Part of deciding on an interior design degree program includes breaking down your monthly expenses to see where your education will fit in.
At Design Institute of San Diego, we advocate on behalf of students to make sure they can get the aid they need to fund their education.
“About 70 percent of students attending DI use financial aid funds,” says Jackie Gloria, DI’s Financial Aid Director.
If you are a transfer student, you have probably already gone through the following but whether you’ve done this before or not, any investment in your future deserves careful consideration and an opportunity to weigh all the options.
There are a variety of different ways to fund your future—beyond the Free Application for Federal Student Aid (FAFSA)—that may be available to you if you already have a degree.
Before we talk about how to apply for financial aid, let’s talk about what it is.
The financial aid program’s goal is to help families and students pay for college. Financial aid covers a wide range of educational expenses, including tuition and fees, books, supplies, and course packs.
Financial aid is widely used by students—roughly two-thirds of university students throughout the U.S. who are taking a full schedule of classes receive financial aid.

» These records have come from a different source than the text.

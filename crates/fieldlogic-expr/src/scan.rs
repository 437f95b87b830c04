//! Textual scanning helpers
//!
//! Splitting is textual: only parenthesis depth is tracked, quotes are not.
//! The balance check alone skips quoted spans.

use fieldlogic_domain::{Error, Result};

/// Byte offset of the leftmost `separator` occurring at parenthesis depth 0
pub(crate) fn find_top_level(expr: &str, separator: &str) -> Option<usize> {
    let bytes = expr.as_bytes();
    let needle = separator.as_bytes();
    let mut depth: usize = 0;
    for (i, byte) in bytes.iter().enumerate() {
        match byte {
            b'(' => depth += 1,
            b')' => depth = depth.saturating_sub(1),
            _ if depth == 0 && bytes[i..].starts_with(needle) => return Some(i),
            _ => {}
        }
    }
    None
}

/// Split at every top-level `separator`, left to right
///
/// Equivalent to repeatedly splitting at the leftmost depth-0 match. An
/// expression without a top-level separator comes back as a single term.
pub(crate) fn split_top_level<'a>(expr: &'a str, separator: &str) -> Vec<&'a str> {
    let mut terms = Vec::new();
    let mut rest = expr;
    while let Some(idx) = find_top_level(rest, separator) {
        terms.push(&rest[..idx]);
        rest = &rest[idx + separator.len()..];
    }
    terms.push(rest);
    terms
}

/// Inner text when the first `(` is closed by the final `)`
pub(crate) fn strip_wrapping_parens(expr: &str) -> Option<&str> {
    if !(expr.starts_with('(') && expr.ends_with(')')) {
        return None;
    }
    let mut depth: usize = 0;
    for (i, byte) in expr.bytes().enumerate() {
        match byte {
            b'(' => depth += 1,
            b')' => {
                depth = depth.saturating_sub(1);
                if depth == 0 {
                    return (i == expr.len() - 1).then(|| &expr[1..i]);
                }
            }
            _ => {}
        }
    }
    None
}

/// Reject expressions whose parentheses do not pair up
///
/// Parentheses inside single- or double-quoted spans are literal text and
/// are not counted.
pub(crate) fn check_balance(expr: &str) -> Result<()> {
    let mut depth: usize = 0;
    let mut quote: Option<u8> = None;
    for (i, byte) in expr.bytes().enumerate() {
        match (quote, byte) {
            (Some(open), _) if byte == open => quote = None,
            (Some(_), _) => {}
            (None, b'\'' | b'"') => quote = Some(byte),
            (None, b'(') => depth += 1,
            (None, b')') => {
                depth = depth.checked_sub(1).ok_or_else(|| {
                    Error::expression(format!("unmatched ')' at offset {i}"))
                })?;
            }
            _ => {}
        }
    }
    if depth == 0 {
        Ok(())
    } else {
        Err(Error::expression(format!("{depth} unclosed '('")))
    }
}
//! Evaluation context and caller capabilities
//!
//! The evaluator never reads storage itself: the subject field's state flags
//! come from a [`StateProvider`] and other fields come from a
//! [`FieldResolver`]. Both are implemented for plain closures.

use fieldlogic_domain::FieldValue;
use fieldlogic_domain::constants::CONTEXT_KEY_VALUE;
use serde::{Deserialize, Serialize};
use std::collections::HashMap;

/// State flags of the subject field exposed to expressions
#[derive(Debug, Clone, Copy, PartialEq, Eq, Hash)]
pub enum StateAttribute {
    Disabled,
    Readonly,
    Required,
    Visible,
    Checked,
}

impl StateAttribute {
    /// Every attribute, in context construction order
    pub const ALL: [Self; 5] = [
        Self::Disabled,
        Self::Readonly,
        Self::Required,
        Self::Visible,
        Self::Checked,
    ];

    /// Context key under which the attribute is exposed
    pub fn as_str(self) -> &'static str {
        match self {
            Self::Disabled => "disabled",
            Self::Readonly => "readonly",
            Self::Required => "required",
            Self::Visible => "visible",
            Self::Checked => "checked",
        }
    }
}

/// Supplies the subject field's state flags
pub trait StateProvider {
    fn state(&self, attribute: StateAttribute) -> FieldValue;
}

impl<F> StateProvider for F
where
    F: Fn(StateAttribute) -> FieldValue,
{
    fn state(&self, attribute: StateAttribute) -> FieldValue {
        self(attribute)
    }
}

/// Supplies the current value of another named field
pub trait FieldResolver {
    fn resolve_field(&self, name: &str) -> FieldValue;
}

impl<F> FieldResolver for F
where
    F: Fn(&str) -> FieldValue,
{
    fn resolve_field(&self, name: &str) -> FieldValue {
        self(name)
    }
}

impl FieldResolver for HashMap<String, FieldValue> {
    fn resolve_field(&self, name: &str) -> FieldValue {
        self.get(name).cloned().unwrap_or_default()
    }
}

/// Plain boolean state flags
#[derive(Debug, Clone, Copy, PartialEq, Eq, Serialize, Deserialize)]
#[serde(default)]
pub struct FieldState {
    pub disabled: bool,
    pub readonly: bool,
    pub required: bool,
    pub visible: bool,
    pub checked: bool,
}

impl Default for FieldState {
    fn default() -> Self {
        Self {
            disabled: false,
            readonly: false,
            required: false,
            visible: true,
            checked: false,
        }
    }
}

impl StateProvider for FieldState {
    fn state(&self, attribute: StateAttribute) -> FieldValue {
        FieldValue::Bool(match attribute {
            StateAttribute::Disabled => self.disabled,
            StateAttribute::Readonly => self.readonly,
            StateAttribute::Required => self.required,
            StateAttribute::Visible => self.visible,
            StateAttribute::Checked => self.checked,
        })
    }
}

/// The fixed set of values an expression can name directly
///
/// Built fresh for every evaluation and never mutated afterwards. Lookups
/// only ever hit the six fixed keys.
#[derive(Debug, Clone)]
pub struct EvaluationContext {
    entries: Vec<(&'static str, FieldValue)>,
}

impl EvaluationContext {
    /// Snapshot the current value and the subject's state flags
    pub fn build(current_value: &FieldValue, state: &dyn StateProvider) -> Self {
        let mut entries = Vec::with_capacity(StateAttribute::ALL.len() + 1);
        entries.push((CONTEXT_KEY_VALUE, current_value.clone()));
        for attribute in StateAttribute::ALL {
            entries.push((attribute.as_str(), state.state(attribute)));
        }
        Self { entries }
    }

    /// Value stored under an exact context key
    pub fn get(&self, key: &str) -> Option<&FieldValue> {
        self.entries
            .iter()
            .find(|(name, _)| *name == key)
            .map(|(_, value)| value)
    }
}
//! Check-digit rules: payment cards, ISBN, ISSN

use super::text;
use crate::registry::RuleRegistry;

pub(super) fn register(registry: &mut RuleRegistry) {
    registry.register("credit_card", |value, _, _| is_credit_card(&text(value)));
    registry.register("isbn10", |value, _, _| is_isbn10(&strip_separators(&text(value))));
    registry.register("isbn13", |value, _, _| is_isbn13(&strip_separators(&text(value))));
    registry.register("isbn", |value, _, _| {
        let digits = strip_separators(&text(value));
        is_isbn10(&digits) || is_isbn13(&digits)
    });
    registry.register("issn", |value, _, _| is_issn(&text(value)));
}

fn strip_separators(s: &str) -> String {
    s.chars().filter(|c| *c != ' ' && *c != '-').collect()
}

/// 12 to 19 digits (spaces and hyphens ignored) passing the Luhn check
fn is_credit_card(s: &str) -> bool {
    let digits = strip_separators(s);
    if !(12..=19).contains(&digits.len()) || !digits.bytes().all(|b| b.is_ascii_digit()) {
        return false;
    }
    luhn(&digits)
}

fn luhn(digits: &str) -> bool {
    let sum: u32 = digits
        .bytes()
        .rev()
        .map(|b| u32::from(b - b'0'))
        .enumerate()
        .map(|(i, d)| {
            if i % 2 == 1 {
                let doubled = d * 2;
                if doubled > 9 { doubled - 9 } else { doubled }
            } else {
                d
            }
        })
        .sum();
    sum % 10 == 0
}

fn is_isbn10(s: &str) -> bool {
    let bytes = s.as_bytes();
    if bytes.len() != 10 {
        return false;
    }
    let mut sum = 0;
    for (i, &b) in bytes.iter().enumerate() {
        let digit = match b {
            b'0'..=b'9' => u32::from(b - b'0'),
            b'X' | b'x' if i == 9 => 10,
            _ => return false,
        };
        sum += (10 - i as u32) * digit;
    }
    sum % 11 == 0
}

fn is_isbn13(s: &str) -> bool {
    let bytes = s.as_bytes();
    if bytes.len() != 13 || !bytes.iter().all(u8::is_ascii_digit) {
        return false;
    }
    let sum: u32 = bytes
        .iter()
        .enumerate()
        .map(|(i, &b)| u32::from(b - b'0') * if i % 2 == 0 { 1 } else { 3 })
        .sum();
    sum % 10 == 0
}

/// `NNNN-NNNC`, where the check character may be `X`
fn is_issn(s: &str) -> bool {
    let bytes = s.as_bytes();
    if bytes.len() != 9 || bytes[4] != b'-' {
        return false;
    }
    let mut sum = 0;
    for (weight, &b) in (2..=8).rev().zip(bytes[..4].iter().chain(&bytes[5..8])) {
        if !b.is_ascii_digit() {
            return false;
        }
        sum += weight * u32::from(b - b'0');
    }
    let check = match bytes[8] {
        b @ b'0'..=b'9' => u32::from(b - b'0'),
        b'X' | b'x' => 10,
        _ => return false,
    };
    (sum + check) % 11 == 0
}
//! Validation subjects
//!
//! A subject is the field a rule chain is evaluated against. Rules only need
//! three things from it: what kind of input it is, whether it is checked,
//! and the current value of another field in the same owning group.

use crate::value::FieldValue;
use serde::{Deserialize, Serialize};
use std::collections::HashMap;
use std::fmt;

/// Input type discriminator of a subject field
#[derive(Debug, Clone, Copy, Default, PartialEq, Eq, Hash, Serialize, Deserialize)]
#[serde(rename_all = "lowercase")]
pub enum SubjectKind {
    /// Checkbox (presence is the checked flag)
    Checkbox,
    /// Radio button (presence is value truthiness)
    Radio,
    /// Numeric input
    Number,
    /// Slider input, compared numerically like `Number`
    Range,
    /// File picker
    File,
    /// Free text and every other text-like widget
    #[default]
    Text,
    /// Anything else (custom widgets)
    Other,
}

impl SubjectKind {
    /// Whether `min`/`max` compare numerically instead of by length
    pub fn is_numeric(self) -> bool {
        matches!(self, Self::Number | Self::Range)
    }

    /// Map an HTML-like input type name to a kind
    pub fn from_input_type(input_type: &str) -> Self {
        match input_type.trim().to_ascii_lowercase().as_str() {
            "checkbox" => Self::Checkbox,
            "radio" => Self::Radio,
            "number" => Self::Number,
            "range" => Self::Range,
            "file" => Self::File,
            "text" | "textarea" | "email" | "password" | "search" | "tel" | "url" | "date"
            | "datetime-local" | "time" | "month" | "week" | "color" | "hidden" | "select" => {
                Self::Text
            }
            _ => Self::Other,
        }
    }
}

impl fmt::Display for SubjectKind {
    fn fmt(&self, f: &mut fmt::Formatter<'_>) -> fmt::Result {
        match self {
            Self::Checkbox => write!(f, "checkbox"),
            Self::Radio => write!(f, "radio"),
            Self::Number => write!(f, "number"),
            Self::Range => write!(f, "range"),
            Self::File => write!(f, "file"),
            Self::Text => write!(f, "text"),
            Self::Other => write!(f, "other"),
        }
    }
}

/// The field a rule chain is evaluated against
pub trait Subject {
    /// Input type of the field
    fn kind(&self) -> SubjectKind;

    /// Checked flag (meaningful for checkboxes and radios)
    fn is_checked(&self) -> bool {
        false
    }

    /// Current value of another field in the same owning group
    ///
    /// Returns [`FieldValue::Undefined`] when the group has no such field.
    fn field_value(&self, name: &str) -> FieldValue;
}

/// Owned subject descriptor with a snapshot of its sibling fields
#[derive(Debug, Clone, Default)]
pub struct FieldSubject {
    kind: SubjectKind,
    checked: bool,
    siblings: HashMap<String, FieldValue>,
}

impl FieldSubject {
    /// Create a subject of the given kind with no siblings
    pub fn new(kind: SubjectKind) -> Self {
        Self {
            kind,
            ..Self::default()
        }
    }

    /// Set the checked flag
    pub fn with_checked(mut self, checked: bool) -> Self {
        self.checked = checked;
        self
    }

    /// Add one sibling field value
    pub fn with_field(mut self, name: impl Into<String>, value: impl Into<FieldValue>) -> Self {
        self.siblings.insert(name.into(), value.into());
        self
    }

    /// Replace the sibling snapshot
    pub fn with_fields(mut self, siblings: HashMap<String, FieldValue>) -> Self {
        self.siblings = siblings;
        self
    }
}

impl Subject for FieldSubject {
    fn kind(&self) -> SubjectKind {
        self.kind
    }

    fn is_checked(&self) -> bool {
        self.checked
    }

    fn field_value(&self, name: &str) -> FieldValue {
        self.siblings.get(name).cloned().unwrap_or_default()
    }
}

Every student at Design Institute of San Diego gets personalized attention from our Financial Aid Department to ensure they understand their options.
Beyond our devotion to design, we are devoted to seeing our students succeed, and we know that a big part of that is providing financial resources.
In addition to federal and state financial aid, scholarships, and grants, the Design Institute of San Diego also awards scholarships and grants to students and transfer students each semester, through an application process.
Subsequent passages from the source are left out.